Top of RECORDS SUPPLIED

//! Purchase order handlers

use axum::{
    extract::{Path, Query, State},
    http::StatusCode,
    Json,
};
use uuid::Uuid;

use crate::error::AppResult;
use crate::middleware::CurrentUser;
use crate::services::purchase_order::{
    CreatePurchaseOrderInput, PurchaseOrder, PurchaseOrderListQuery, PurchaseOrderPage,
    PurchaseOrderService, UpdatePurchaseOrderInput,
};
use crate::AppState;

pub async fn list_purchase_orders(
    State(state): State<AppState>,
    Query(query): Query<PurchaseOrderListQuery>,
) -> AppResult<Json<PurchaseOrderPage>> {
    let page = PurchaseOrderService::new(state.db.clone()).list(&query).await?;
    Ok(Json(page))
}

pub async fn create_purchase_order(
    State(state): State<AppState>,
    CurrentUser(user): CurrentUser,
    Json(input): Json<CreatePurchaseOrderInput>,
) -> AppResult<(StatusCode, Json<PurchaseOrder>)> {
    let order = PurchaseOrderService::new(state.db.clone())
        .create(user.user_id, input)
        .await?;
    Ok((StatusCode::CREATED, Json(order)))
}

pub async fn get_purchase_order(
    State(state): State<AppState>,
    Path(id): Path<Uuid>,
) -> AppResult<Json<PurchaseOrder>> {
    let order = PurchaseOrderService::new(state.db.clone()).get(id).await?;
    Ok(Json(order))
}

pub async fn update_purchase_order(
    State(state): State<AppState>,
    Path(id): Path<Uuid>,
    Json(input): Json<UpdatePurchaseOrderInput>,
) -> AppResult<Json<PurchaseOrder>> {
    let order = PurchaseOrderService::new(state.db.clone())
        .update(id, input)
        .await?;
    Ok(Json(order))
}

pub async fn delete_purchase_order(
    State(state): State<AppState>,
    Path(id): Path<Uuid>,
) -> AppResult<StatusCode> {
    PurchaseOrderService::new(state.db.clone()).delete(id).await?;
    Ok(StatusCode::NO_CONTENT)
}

Bottom of RECORDS SUPPLIED
Top of RECORDS SUPPLIED

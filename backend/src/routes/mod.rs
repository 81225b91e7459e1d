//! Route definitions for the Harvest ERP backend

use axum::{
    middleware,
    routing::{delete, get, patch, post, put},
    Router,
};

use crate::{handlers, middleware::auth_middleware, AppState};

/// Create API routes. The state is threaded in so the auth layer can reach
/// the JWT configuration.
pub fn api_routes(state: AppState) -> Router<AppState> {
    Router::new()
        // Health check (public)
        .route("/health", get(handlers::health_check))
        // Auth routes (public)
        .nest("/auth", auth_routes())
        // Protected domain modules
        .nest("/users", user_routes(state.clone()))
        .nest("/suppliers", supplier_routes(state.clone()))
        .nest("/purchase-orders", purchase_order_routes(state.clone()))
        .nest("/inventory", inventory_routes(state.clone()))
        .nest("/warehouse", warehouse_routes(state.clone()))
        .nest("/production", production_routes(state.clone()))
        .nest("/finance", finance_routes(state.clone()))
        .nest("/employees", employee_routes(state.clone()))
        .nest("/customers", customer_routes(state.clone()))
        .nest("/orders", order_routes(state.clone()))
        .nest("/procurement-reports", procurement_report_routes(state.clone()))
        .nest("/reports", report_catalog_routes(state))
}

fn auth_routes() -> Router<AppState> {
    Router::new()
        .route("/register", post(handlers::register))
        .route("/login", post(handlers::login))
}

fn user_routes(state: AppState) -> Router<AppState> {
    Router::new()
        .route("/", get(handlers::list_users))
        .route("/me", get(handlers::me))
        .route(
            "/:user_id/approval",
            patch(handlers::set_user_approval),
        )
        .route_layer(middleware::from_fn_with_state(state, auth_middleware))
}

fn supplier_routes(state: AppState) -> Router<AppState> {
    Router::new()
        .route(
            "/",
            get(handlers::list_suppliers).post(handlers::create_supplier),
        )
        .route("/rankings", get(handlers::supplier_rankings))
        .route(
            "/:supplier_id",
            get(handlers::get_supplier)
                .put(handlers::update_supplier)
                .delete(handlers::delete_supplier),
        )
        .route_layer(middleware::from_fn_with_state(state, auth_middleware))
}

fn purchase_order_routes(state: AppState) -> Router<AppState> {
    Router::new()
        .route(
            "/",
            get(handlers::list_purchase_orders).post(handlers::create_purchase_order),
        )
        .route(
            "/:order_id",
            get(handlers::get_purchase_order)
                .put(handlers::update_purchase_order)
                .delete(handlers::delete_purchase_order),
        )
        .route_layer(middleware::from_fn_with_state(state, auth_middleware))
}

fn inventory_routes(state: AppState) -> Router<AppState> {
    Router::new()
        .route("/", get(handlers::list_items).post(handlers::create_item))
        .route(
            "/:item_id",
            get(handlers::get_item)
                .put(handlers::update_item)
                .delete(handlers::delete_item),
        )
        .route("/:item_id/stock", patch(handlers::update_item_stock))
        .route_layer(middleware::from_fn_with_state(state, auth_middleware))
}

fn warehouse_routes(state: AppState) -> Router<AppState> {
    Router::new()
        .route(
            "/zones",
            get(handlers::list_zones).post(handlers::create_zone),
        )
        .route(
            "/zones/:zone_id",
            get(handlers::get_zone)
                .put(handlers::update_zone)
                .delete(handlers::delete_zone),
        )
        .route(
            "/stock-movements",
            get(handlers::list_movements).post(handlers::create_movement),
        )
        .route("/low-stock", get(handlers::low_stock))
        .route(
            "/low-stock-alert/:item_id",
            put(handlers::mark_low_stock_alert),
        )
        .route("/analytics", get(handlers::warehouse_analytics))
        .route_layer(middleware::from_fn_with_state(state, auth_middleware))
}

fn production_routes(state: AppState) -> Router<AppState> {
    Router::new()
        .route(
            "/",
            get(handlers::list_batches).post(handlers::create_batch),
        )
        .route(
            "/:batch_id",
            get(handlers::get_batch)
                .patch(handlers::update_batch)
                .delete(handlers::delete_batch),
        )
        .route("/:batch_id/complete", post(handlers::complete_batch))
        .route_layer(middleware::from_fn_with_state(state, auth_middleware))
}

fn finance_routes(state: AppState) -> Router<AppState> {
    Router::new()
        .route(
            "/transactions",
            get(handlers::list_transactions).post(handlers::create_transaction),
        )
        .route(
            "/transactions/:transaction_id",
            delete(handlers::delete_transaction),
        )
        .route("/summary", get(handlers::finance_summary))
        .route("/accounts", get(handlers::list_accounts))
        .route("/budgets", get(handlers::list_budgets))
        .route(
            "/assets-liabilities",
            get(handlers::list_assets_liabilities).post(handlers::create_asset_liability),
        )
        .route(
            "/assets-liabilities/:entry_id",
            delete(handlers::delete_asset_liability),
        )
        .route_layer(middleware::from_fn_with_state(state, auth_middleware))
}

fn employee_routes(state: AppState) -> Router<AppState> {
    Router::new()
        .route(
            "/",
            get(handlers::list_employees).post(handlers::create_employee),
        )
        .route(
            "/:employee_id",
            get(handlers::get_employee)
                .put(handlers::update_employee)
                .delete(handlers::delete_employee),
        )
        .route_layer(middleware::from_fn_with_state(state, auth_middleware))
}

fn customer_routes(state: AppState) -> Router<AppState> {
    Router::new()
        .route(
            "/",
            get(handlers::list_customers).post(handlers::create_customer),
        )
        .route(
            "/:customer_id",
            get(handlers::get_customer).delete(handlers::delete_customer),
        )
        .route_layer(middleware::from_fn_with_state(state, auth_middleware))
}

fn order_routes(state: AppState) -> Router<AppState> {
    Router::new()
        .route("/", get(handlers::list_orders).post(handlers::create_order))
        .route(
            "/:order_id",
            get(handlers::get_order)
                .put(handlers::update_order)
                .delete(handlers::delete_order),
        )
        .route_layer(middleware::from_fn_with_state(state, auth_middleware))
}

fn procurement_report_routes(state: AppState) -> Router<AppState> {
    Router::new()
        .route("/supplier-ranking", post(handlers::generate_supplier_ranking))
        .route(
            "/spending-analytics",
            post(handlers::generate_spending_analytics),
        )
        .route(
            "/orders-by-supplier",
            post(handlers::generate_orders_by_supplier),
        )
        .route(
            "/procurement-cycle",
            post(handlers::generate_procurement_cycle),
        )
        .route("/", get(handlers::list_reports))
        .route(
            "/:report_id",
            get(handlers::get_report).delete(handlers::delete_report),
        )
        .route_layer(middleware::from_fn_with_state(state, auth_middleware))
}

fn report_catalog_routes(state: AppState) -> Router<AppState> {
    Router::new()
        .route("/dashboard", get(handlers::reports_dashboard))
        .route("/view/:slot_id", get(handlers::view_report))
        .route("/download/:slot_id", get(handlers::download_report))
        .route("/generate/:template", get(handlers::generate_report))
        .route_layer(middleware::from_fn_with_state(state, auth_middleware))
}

Bottom of RECORDS SUPPLIED

TASK DETAILS: Say the number of data lines holding "StatusCode", without any other words.

EXERCISE RESPONSE: 5